======== Data provided ========
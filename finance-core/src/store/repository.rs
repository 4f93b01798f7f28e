use async_trait::async_trait;
use thiserror::Error;

#[derive(Debug, Clone, Error, PartialEq, Eq)]
pub enum StoreError {
    #[error("Storage backend error: {0}")]
    Backend(String),

    #[error("Connection error: {0}")]
    Connection(String),

    #[error("Configuration error: {0}")]
    Configuration(String),
}

/// Narrow string-keyed storage shared by the calculator screens.
///
/// Each call is all-or-nothing. Reading a key that was never written gives
/// `None`, not an error.
#[async_trait]
pub trait KeyValueStore: Send + Sync {
    // Single values
    async fn get_string(&self, key: &str) -> Result<Option<String>, StoreError>;
    async fn set_string(&self, key: &str, value: &str) -> Result<(), StoreError>;

    // Ordered lists; a write replaces the whole list
    async fn get_string_list(&self, key: &str) -> Result<Option<Vec<String>>, StoreError>;
    async fn set_string_list(&self, key: &str, values: &[String]) -> Result<(), StoreError>;
}
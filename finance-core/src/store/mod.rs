pub mod factory;
pub mod memory;
pub mod repository;

pub use factory::{StoreConfig, StoreFactory, StoreRegistry};
pub use memory::{MemoryStore, MemoryStoreFactory};
pub use repository::{KeyValueStore, StoreError};
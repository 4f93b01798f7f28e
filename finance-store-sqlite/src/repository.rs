use std::str::FromStr;

use anyhow::{Context, Result};
use async_trait::async_trait;
use finance_core::{KeyValueStore, StoreError};
use sqlx::sqlite::{SqliteConnectOptions, SqlitePool, SqlitePoolOptions};
use tracing::{debug, trace};

/// Connection string that selects a private in-memory database.
pub const IN_MEMORY: &str = ":memory:";

pub struct SqliteStore {
    pool: SqlitePool,
}

impl SqliteStore {
    /// Opens `connection_string`, a file path (created when missing) or
    /// [`IN_MEMORY`].
    ///
    /// The pool holds a single connection: an in-memory database lives and
    /// dies with its connection, and the calculator never issues concurrent
    /// writes.
    pub async fn new(connection_string: &str) -> Result<Self> {
        let options = if connection_string.is_empty() || connection_string == IN_MEMORY {
            SqliteConnectOptions::from_str("sqlite::memory:")?
        } else {
            SqliteConnectOptions::new()
                .filename(connection_string)
                .create_if_missing(true)
        };

        let pool = SqlitePoolOptions::new()
            .max_connections(1)
            .connect_with(options)
            .await
            .with_context(|| format!("Failed to open database: {connection_string}"))?;

        debug!(connection_string, "opened sqlite store");
        Ok(Self { pool })
    }

    pub async fn run_migrations(&self) -> Result<()> {
        sqlx::migrate!("./migrations")
            .run(&self.pool)
            .await
            .context("Failed to run database migrations")?;
        Ok(())
    }
}

fn backend(e: sqlx::Error) -> StoreError {
    StoreError::Backend(e.to_string())
}

#[async_trait]
impl KeyValueStore for SqliteStore {
    async fn get_string(&self, key: &str) -> Result<Option<String>, StoreError> {
        sqlx::query_scalar::<_, String>("SELECT value FROM string_values WHERE key = ?")
            .bind(key)
            .fetch_optional(&self.pool)
            .await
            .map_err(backend)
    }

    async fn set_string(&self, key: &str, value: &str) -> Result<(), StoreError> {
        sqlx::query(
            "INSERT INTO string_values (key, value) VALUES (?, ?)
             ON CONFLICT(key) DO UPDATE SET value = excluded.value",
        )
        .bind(key)
        .bind(value)
        .execute(&self.pool)
        .await
        .map_err(backend)?;

        trace!(key, value, "stored string");
        Ok(())
    }

    async fn get_string_list(&self, key: &str) -> Result<Option<Vec<String>>, StoreError> {
        let exists: Option<String> =
            sqlx::query_scalar("SELECT key FROM string_lists WHERE key = ?")
                .bind(key)
                .fetch_optional(&self.pool)
                .await
                .map_err(backend)?;

        if exists.is_none() {
            return Ok(None);
        }

        let items: Vec<String> = sqlx::query_scalar(
            "SELECT value FROM string_list_items WHERE list_key = ? ORDER BY position",
        )
        .bind(key)
        .fetch_all(&self.pool)
        .await
        .map_err(backend)?;

        Ok(Some(items))
    }

    async fn set_string_list(&self, key: &str, values: &[String]) -> Result<(), StoreError> {
        let mut tx = self.pool.begin().await.map_err(backend)?;

        sqlx::query("INSERT OR IGNORE INTO string_lists (key) VALUES (?)")
            .bind(key)
            .execute(&mut *tx)
            .await
            .map_err(backend)?;

        sqlx::query("DELETE FROM string_list_items WHERE list_key = ?")
            .bind(key)
            .execute(&mut *tx)
            .await
            .map_err(backend)?;

        for (position, value) in values.iter().enumerate() {
            sqlx::query("INSERT INTO string_list_items (list_key, position, value) VALUES (?, ?, ?)")
                .bind(key)
                .bind(position as i64)
                .bind(value)
                .execute(&mut *tx)
                .await
                .map_err(backend)?;
        }

        tx.commit().await.map_err(backend)?;

        trace!(key, len = values.len(), "stored string list");
        Ok(())
    }
}

#[cfg(test)]
mod tests {
    use pretty_assertions::assert_eq;

    use super::*;

    async fn setup_test_db() -> SqliteStore {
        let store = SqliteStore::new(IN_MEMORY)
            .await
            .expect("Failed to create in-memory database");
        store.run_migrations().await.expect("Failed to run migrations");
        store
    }

    #[tokio::test]
    async fn test_missing_string_is_none() {
        let store = setup_test_db().await;

        let value = store.get_string("compound_present").await.expect("Should query");

        assert_eq!(value, None);
    }

    #[tokio::test]
    async fn test_set_and_get_string() {
        let store = setup_test_db().await;

        store.set_string("mortgage_amount", "100000").await.expect("Should store");

        let value = store.get_string("mortgage_amount").await.expect("Should query");
        assert_eq!(value, Some("100000".to_string()));
    }

    #[tokio::test]
    async fn test_set_string_overwrites() {
        let store = setup_test_db().await;

        store.set_string("mortgage_amount", "1").await.expect("Should store");
        store.set_string("mortgage_amount", "").await.expect("Should store");

        let value = store.get_string("mortgage_amount").await.expect("Should query");
        assert_eq!(value, Some(String::new()));
    }

    #[tokio::test]
    async fn test_missing_list_is_none() {
        let store = setup_test_db().await;

        let list = store.get_string_list("MortgageHistory").await.expect("Should query");

        assert_eq!(list, None);
    }

    #[tokio::test]
    async fn test_empty_list_is_distinct_from_missing() {
        let store = setup_test_db().await;

        store.set_string_list("MortgageHistory", &[]).await.expect("Should store");

        let list = store.get_string_list("MortgageHistory").await.expect("Should query");
        assert_eq!(list, Some(Vec::new()));
    }

    #[tokio::test]
    async fn test_list_keeps_order() {
        let store = setup_test_db().await;
        let entries = vec!["b".to_string(), "a".to_string(), "c".to_string()];

        store.set_string_list("CompoundInterestHistory", &entries).await.expect("Should store");

        let list = store.get_string_list("CompoundInterestHistory").await.expect("Should query");
        assert_eq!(list, Some(entries));
    }

    #[tokio::test]
    async fn test_list_rewrite_replaces_all_items() {
        let store = setup_test_db().await;
        let long = vec!["1".to_string(), "2".to_string(), "3".to_string()];
        let short = vec!["only".to_string()];

        store.set_string_list("history", &long).await.expect("Should store");
        store.set_string_list("history", &short).await.expect("Should store");

        let list = store.get_string_list("history").await.expect("Should query");
        assert_eq!(list, Some(short));
    }

    #[tokio::test]
    async fn test_lists_do_not_leak_between_keys() {
        let store = setup_test_db().await;

        store.set_string_list("a", &["x".to_string()]).await.expect("Should store");
        store.set_string_list("b", &["y".to_string()]).await.expect("Should store");

        assert_eq!(
            store.get_string_list("a").await.expect("Should query"),
            Some(vec!["x".to_string()])
        );
    }
}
========
Assignment | The data are to be transcribed in full, exactly as given.

Answer for the task |
filename finance-core/src/store/repository.rs
repository 4f93b01798f7f28e
use async_trait::async_trait;
use thiserror::Error;

#[derive(Debug, Clone, Error, PartialEq, Eq)]
pub enum StoreError {
    #[error("Storage backend error: {0}")]
    Backend(String),

    #[error("Connection error: {0}")]
    Connection(String),

    #[error("Configuration error: {0}")]
    Configuration(String),
}

/// Narrow string-keyed storage shared by the calculator screens.
///
/// Each call is all-or-nothing. Reading a key that was never written gives
/// `None`, not an error.
#[async_trait]
pub trait KeyValueStore: Send + Sync {
    // Single values
    async fn get_string(&self, key: &str) -> Result<Option<String>, StoreError>;
    async fn set_string(&self, key: &str, value: &str) -> Result<(), StoreError>;

    // Ordered lists; a write replaces the whole list
    async fn get_string_list(&self, key: &str) -> Result<Option<Vec<String>>, StoreError>;
    async fn set_string_list(&self, key: &str, values: &[String]) -> Result<(), StoreError>;
}
filename finance-core/src/store/mod.rs
pub mod factory;
pub mod memory;
pub mod repository;

pub use factory::{StoreConfig, StoreFactory, StoreRegistry};
pub use memory::{MemoryStore, MemoryStoreFactory};
pub use repository::{KeyValueStore, StoreError};
repository 4f93b01798f7f28e
filename finance-store-sqlite/src/repository.rs
use std::str::FromStr;

use anyhow::{Context, Result};
use async_trait::async_trait;
use finance_core::{KeyValueStore, StoreError};
use sqlx::sqlite::{SqliteConnectOptions, SqlitePool, SqlitePoolOptions};
use tracing::{debug, trace};

/// Connection string that selects a private in-memory database.
pub const IN_MEMORY: &str = ":memory:";

pub struct SqliteStore {
    pool: SqlitePool,
}

impl SqliteStore {
    /// Opens `connection_string`, a file path (created when missing) or
    /// [`IN_MEMORY`].
    ///
    /// The pool holds a single connection: an in-memory database lives and
    /// dies with its connection, and the calculator never issues concurrent
    /// writes.
    pub async fn new(connection_string: &str) -> Result<Self> {
        let options = if connection_string.is_empty() || connection_string == IN_MEMORY {
            SqliteConnectOptions::from_str("sqlite::memory:")?
        } else {
            SqliteConnectOptions::new()
                .filename(connection_string)
                .create_if_missing(true)
        };

        let pool = SqlitePoolOptions::new()
            .max_connections(1)
            .connect_with(options)
            .await
            .with_context(|| format!("Failed to open database: {connection_string}"))?;

        debug!(connection_string, "opened sqlite store");
        Ok(Self { pool })
    }

    pub async fn run_migrations(&self) -> Result<()> {
        sqlx::migrate!("./migrations")
            .run(&self.pool)
            .await
            .context("Failed to run database migrations")?;
        Ok(())
    }
}

fn backend(e: sqlx::Error) -> StoreError {
    StoreError::Backend(e.to_string())
}

#[async_trait]
impl KeyValueStore for SqliteStore {
    async fn get_string(&self, key: &str) -> Result<Option<String>, StoreError> {
        sqlx::query_scalar::<_, String>("SELECT value FROM string_values WHERE key = ?")
            .bind(key)
            .fetch_optional(&self.pool)
            .await
            .map_err(backend)
    }

    async fn set_string(&self, key: &str, value: &str) -> Result<(), StoreError> {
        sqlx::query(
            "INSERT INTO string_values (key, value) VALUES (?, ?)
             ON CONFLICT(key) DO UPDATE SET value = excluded.value",
        )
        .bind(key)
        .bind(value)
        .execute(&self.pool)
        .await
        .map_err(backend)?;

        trace!(key, value, "stored string");
        Ok(())
    }

    async fn get_string_list(&self, key: &str) -> Result<Option<Vec<String>>, StoreError> {
        let exists: Option<String> =
            sqlx::query_scalar("SELECT key FROM string_lists WHERE key = ?")
                .bind(key)
                .fetch_optional(&self.pool)
                .await
                .map_err(backend)?;

        if exists.is_none() {
            return Ok(None);
        }

        let items: Vec<String> = sqlx::query_scalar(
            "SELECT value FROM string_list_items WHERE list_key = ? ORDER BY position",
        )
        .bind(key)
        .fetch_all(&self.pool)
        .await
        .map_err(backend)?;

        Ok(Some(items))
    }

    async fn set_string_list(&self, key: &str, values: &[String]) -> Result<(), StoreError> {
        let mut tx = self.pool.begin().await.map_err(backend)?;

        sqlx::query("INSERT OR IGNORE INTO string_lists (key) VALUES (?)")
            .bind(key)
            .execute(&mut *tx)
            .await
            .map_err(backend)?;

        sqlx::query("DELETE FROM string_list_items WHERE list_key = ?")
            .bind(key)
            .execute(&mut *tx)
            .await
            .map_err(backend)?;

        for (position, value) in values.iter().enumerate() {
            sqlx::query("INSERT INTO string_list_items (list_key, position, value) VALUES (?, ?, ?)")
                .bind(key)
                .bind(position as i64)
                .bind(value)
                .execute(&mut *tx)
                .await
                .map_err(backend)?;
        }

        tx.commit().await.map_err(backend)?;

        trace!(key, len = values.len(), "stored string list");
        Ok(())
    }
}

#[cfg(test)]
mod tests {
    use pretty_assertions::assert_eq;

    use super::*;

    async fn setup_test_db() -> SqliteStore {
        let store = SqliteStore::new(IN_MEMORY)
            .await
            .expect("Failed to create in-memory database");
        store.run_migrations().await.expect("Failed to run migrations");
        store
    }

    #[tokio::test]
    async fn test_missing_string_is_none() {
        let store = setup_test_db().await;

        let value = store.get_string("compound_present").await.expect("Should query");

        assert_eq!(value, None);
    }

    #[tokio::test]
    async fn test_set_and_get_string() {
        let store = setup_test_db().await;

        store.set_string("mortgage_amount", "100000").await.expect("Should store");

        let value = store.get_string("mortgage_amount").await.expect("Should query");
        assert_eq!(value, Some("100000".to_string()));
    }

    #[tokio::test]
    async fn test_set_string_overwrites() {
        let store = setup_test_db().await;

        store.set_string("mortgage_amount", "1").await.expect("Should store");
        store.set_string("mortgage_amount", "").await.expect("Should store");

        let value = store.get_string("mortgage_amount").await.expect("Should query");
        assert_eq!(value, Some(String::new()));
    }

    #[tokio::test]
    async fn test_missing_list_is_none() {
        let store = setup_test_db().await;

        let list = store.get_string_list("MortgageHistory").await.expect("Should query");

        assert_eq!(list, None);
    }

    #[tokio::test]
    async fn test_empty_list_is_distinct_from_missing() {
        let store = setup_test_db().await;

        store.set_string_list("MortgageHistory", &[]).await.expect("Should store");

        let list = store.get_string_list("MortgageHistory").await.expect("Should query");
        assert_eq!(list, Some(Vec::new()));
    }

    #[tokio::test]
    async fn test_list_keeps_order() {
        let store = setup_test_db().await;
        let entries = vec!["b".to_string(), "a".to_string(), "c".to_string()];

        store.set_string_list("CompoundInterestHistory", &entries).await.expect("Should store");

        let list = store.get_string_list("CompoundInterestHistory").await.expect("Should query");
        assert_eq!(list, Some(entries));
    }

    #[tokio::test]
    async fn test_list_rewrite_replaces_all_items() {
        let store = setup_test_db().await;
        let long = vec!["1".to_string(), "2".to_string(), "3".to_string()];
        let short = vec!["only".to_string()];

        store.set_string_list("history", &long).await.expect("Should store");
        store.set_string_list("history", &short).await.expect("Should store");

        let list = store.get_string_list("history").await.expect("Should query");
        assert_eq!(list, Some(short));
    }

    #[tokio::test]
    async fn test_lists_do_not_leak_between_keys() {
        let store = setup_test_db().await;

        store.set_string_list("a", &["x".to_string()]).await.expect("Should store");
        store.set_string_list("b", &["y".to_string()]).await.expect("Should store");

        assert_eq!(
            store.get_string_list("a").await.expect("Should query"),
            Some(vec!["x".to_string()])
        );
    }
}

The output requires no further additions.